◆ **ABOUT THIS TASK**
Match the word "schedule". Return each line of the data below where it appears.

Dataset entries:
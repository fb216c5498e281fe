//! Rolling conversation memory
//!
//! [`RagMemory`] is the per-conversation coordinator. It owns two message
//! counters (read-refresh and write-chunk), the write queue, the reader and
//! the writer, and turns "N new messages arrived" into memory reads and
//! writes.

mod prompt;
mod reader;
mod window;
mod writer;

pub use prompt::{render_memories, summary_request, SUMMARIZE_INSTRUCTION};
pub(crate) use prompt::NEW_MESSAGES_HEADER;
pub use reader::{MemoryReader, MemorySet};
pub use window::WindowSelection;
pub use writer::MemoryWriter;

use crate::backend::{CompletionBackend, Conversation, MemoryBackend};
use crate::queue::{TurnHandle, TurnQueue};
use crate::trigger::MessageCounter;
use crate::{RagMemoryConfig, Result};
use std::sync::{Arc, Mutex};
use tokio::sync::watch;
use tracing::{debug, warn};

/// What one call to [`RagMemory::on_new_messages`] set in motion
#[derive(Debug, Default)]
pub struct TriggerOutcome {
    /// Read-trigger fires in this call
    pub read_fires: usize,
    /// Whether the (single) read cycle succeeded, when one ran
    pub refreshed: Option<bool>,
    /// One handle per queued summarization turn
    pub writes: Vec<TurnHandle>,
    /// Write fires rejected by a full or closed queue
    pub dropped_writes: usize,
}

struct Triggers {
    read: MessageCounter,
    write: MessageCounter,
}

/// Rolling retrieval-augmented memory for one conversation.
///
/// Must be created inside a Tokio runtime.
pub struct RagMemory {
    config: RagMemoryConfig,
    triggers: Mutex<Triggers>,
    reader: MemoryReader,
    writer: MemoryWriter,
}

impl RagMemory {
    pub fn new(
        config: RagMemoryConfig,
        conversation: Arc<dyn Conversation>,
        backend: Arc<dyn MemoryBackend>,
        completion: Arc<dyn CompletionBackend>,
    ) -> Result<Self> {
        config.validate()?;

        let triggers = Triggers {
            read: MessageCounter::new(config.refresh_memory_every_n_messages, true)?,
            write: MessageCounter::new(config.chunk_messages, false)?,
        };
        let queue = match config.max_pending_writes {
            Some(capacity) => TurnQueue::with_capacity(capacity)?,
            None => TurnQueue::new(),
        };

        let reader = MemoryReader::new(
            conversation.clone(),
            backend.clone(),
            config.max_memory_values,
        );
        let writer = MemoryWriter::new(
            conversation,
            backend,
            completion,
            queue,
            config.chunk_messages,
            config.max_memory_values,
        );

        debug!(
            "RagMemory ready: chunk={}, refresh_every={}, max_values={}",
            config.chunk_messages, config.refresh_memory_every_n_messages, config.max_memory_values
        );

        Ok(Self {
            config,
            triggers: Mutex::new(triggers),
            reader,
            writer,
        })
    }

    /// Observe `delta` newly appended messages.
    ///
    /// Write fires are queued and not awaited; read fires are awaited inline.
    /// A read failure keeps the previous memory set and does not fail the call.
    pub async fn on_new_messages(&self, delta: usize) -> TriggerOutcome {
        let (read_fires, write_fires) = {
            let mut triggers = self.triggers.lock().unwrap_or_else(|e| e.into_inner());
            (
                triggers.read.on_new_messages(delta),
                triggers.write.on_new_messages(delta),
            )
        };

        let mut outcome = TriggerOutcome {
            read_fires,
            ..Default::default()
        };

        // Queue writes first so a slow read never delays their turn.
        for _ in 0..write_fires {
            match self.writer.schedule() {
                Ok(handle) => outcome.writes.push(handle),
                Err(e) => {
                    warn!("Dropping memory write: {}", e);
                    outcome.dropped_writes += 1;
                }
            }
        }

        // Back-to-back refreshes would publish the same query's results.
        if read_fires > 0 {
            outcome.refreshed = Some(self.reader.refresh().await.is_ok());
        }

        outcome
    }

    /// Run a read cycle now, outside the trigger schedule
    pub async fn refresh(&self) -> Result<usize> {
        self.reader.refresh().await
    }

    /// Queue a summarization turn now, outside the trigger schedule
    pub fn summarize_now(&self) -> Result<TurnHandle> {
        self.writer.schedule()
    }

    /// Latest published memories
    pub fn memories(&self) -> MemorySet {
        self.reader.memories()
    }

    pub fn subscribe(&self) -> watch::Receiver<MemorySet> {
        self.reader.subscribe()
    }

    /// Prompt block for the latest memories, `None` when there are none
    pub fn render_prompt(&self) -> Option<String> {
        render_memories(&self.memories())
    }

    /// Summarization turns queued or running
    pub fn pending_writes(&self) -> usize {
        self.writer.queue().pending()
    }

    /// Wait until no summarization turn is queued or running
    pub async fn flush(&self) {
        self.writer.queue().wait_idle().await;
    }

    /// Stop accepting writes; queued ones still complete
    pub fn close(&self) {
        self.writer.queue().close();
    }

    pub fn config(&self) -> &RagMemoryConfig {
        &self.config
    }
}

#[cfg(test)]
mod tests {
    use super::*;
    use crate::backend::{ChatMessage, Completion, CompletionOptions, Message};
    use crate::conversation::ConversationLog;
    use crate::store::InMemoryMemoryStore;
    use crate::RagMemoryError;
    use async_trait::async_trait;
    use std::sync::atomic::{AtomicUsize, Ordering};

    struct CountingCompletion {
        calls: AtomicUsize,
    }

    #[async_trait]
    impl CompletionBackend for CountingCompletion {
        async fn complete(
            &self,
            _messages: &[ChatMessage],
            _opts: CompletionOptions,
        ) -> Result<Completion> {
            let n = self.calls.fetch_add(1, Ordering::SeqCst) + 1;
            Ok(Completion {
                content: format!("chunk summary {}", n),
            })
        }
    }

    fn setup(config: RagMemoryConfig) -> (Arc<ConversationLog>, Arc<InMemoryMemoryStore>, RagMemory) {
        let log = Arc::new(ConversationLog::new());
        let store = Arc::new(InMemoryMemoryStore::new());
        let completion = Arc::new(CountingCompletion {
            calls: AtomicUsize::new(0),
        });
        let memory = RagMemory::new(config, log.clone(), store.clone(), completion).unwrap();
        (log, store, memory)
    }

    #[tokio::test]
    async fn test_invalid_config_rejected() {
        let log = Arc::new(ConversationLog::new());
        let store = Arc::new(InMemoryMemoryStore::new());
        let completion = Arc::new(CountingCompletion {
            calls: AtomicUsize::new(0),
        });
        let result = RagMemory::new(
            RagMemoryConfig::new().with_chunk_messages(0),
            log,
            store,
            completion,
        );
        assert!(matches!(result, Err(RagMemoryError::InvalidConfig(_))));
    }

    #[tokio::test]
    async fn test_first_write_after_two_chunks() {
        let (log, store, memory) = setup(RagMemoryConfig::default());

        let mut write_positions = Vec::new();
        for i in 1..=12 {
            log.append(Message::say("user", format!("message {}", i)));
            let outcome = memory.on_new_messages(1).await;
            assert_eq!(outcome.read_fires, 1);
            assert_eq!(outcome.refreshed, Some(true));
            if !outcome.writes.is_empty() {
                write_positions.push(i);
            }
            for handle in outcome.writes {
                handle.await.unwrap();
            }
        }

        assert_eq!(write_positions, vec![8, 12]);
        assert_eq!(store.len().await, 2);
    }

    #[tokio::test]
    async fn test_refresh_picks_up_written_memories() {
        let (log, _store, memory) = setup(RagMemoryConfig::new().with_chunk_messages(2));

        for i in 1..=4 {
            log.append(Message::say("user", format!("chunk summary topic {}", i)));
        }
        let outcome = memory.on_new_messages(4).await;
        assert_eq!(outcome.writes.len(), 1);
        memory.flush().await;

        assert!(memory.memories().is_empty());
        assert_eq!(memory.refresh().await.unwrap(), 1);
        let prompt = memory.render_prompt().unwrap();
        assert!(prompt.contains("chunk summary 1"));
    }

    #[tokio::test]
    async fn test_closed_queue_drops_writes() {
        let (log, _store, memory) = setup(RagMemoryConfig::new().with_chunk_messages(1));
        memory.close();

        log.append(Message::say("user", "a"));
        log.append(Message::say("user", "b"));
        let outcome = memory.on_new_messages(2).await;
        assert!(outcome.writes.is_empty());
        assert_eq!(outcome.dropped_writes, 1);
    }

    #[tokio::test]
    async fn test_no_render_without_memories() {
        let (_log, _store, memory) = setup(RagMemoryConfig::default());
        assert!(memory.render_prompt().is_none());
        assert_eq!(memory.pending_writes(), 0);
    }
}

◆ **RESPONSE BELOW**
            match self.writer.schedule() {
    /// Run a read cycle now, outside the trigger schedule
    /// Queue a summarization turn now, outside the trigger schedule
        self.writer.schedule()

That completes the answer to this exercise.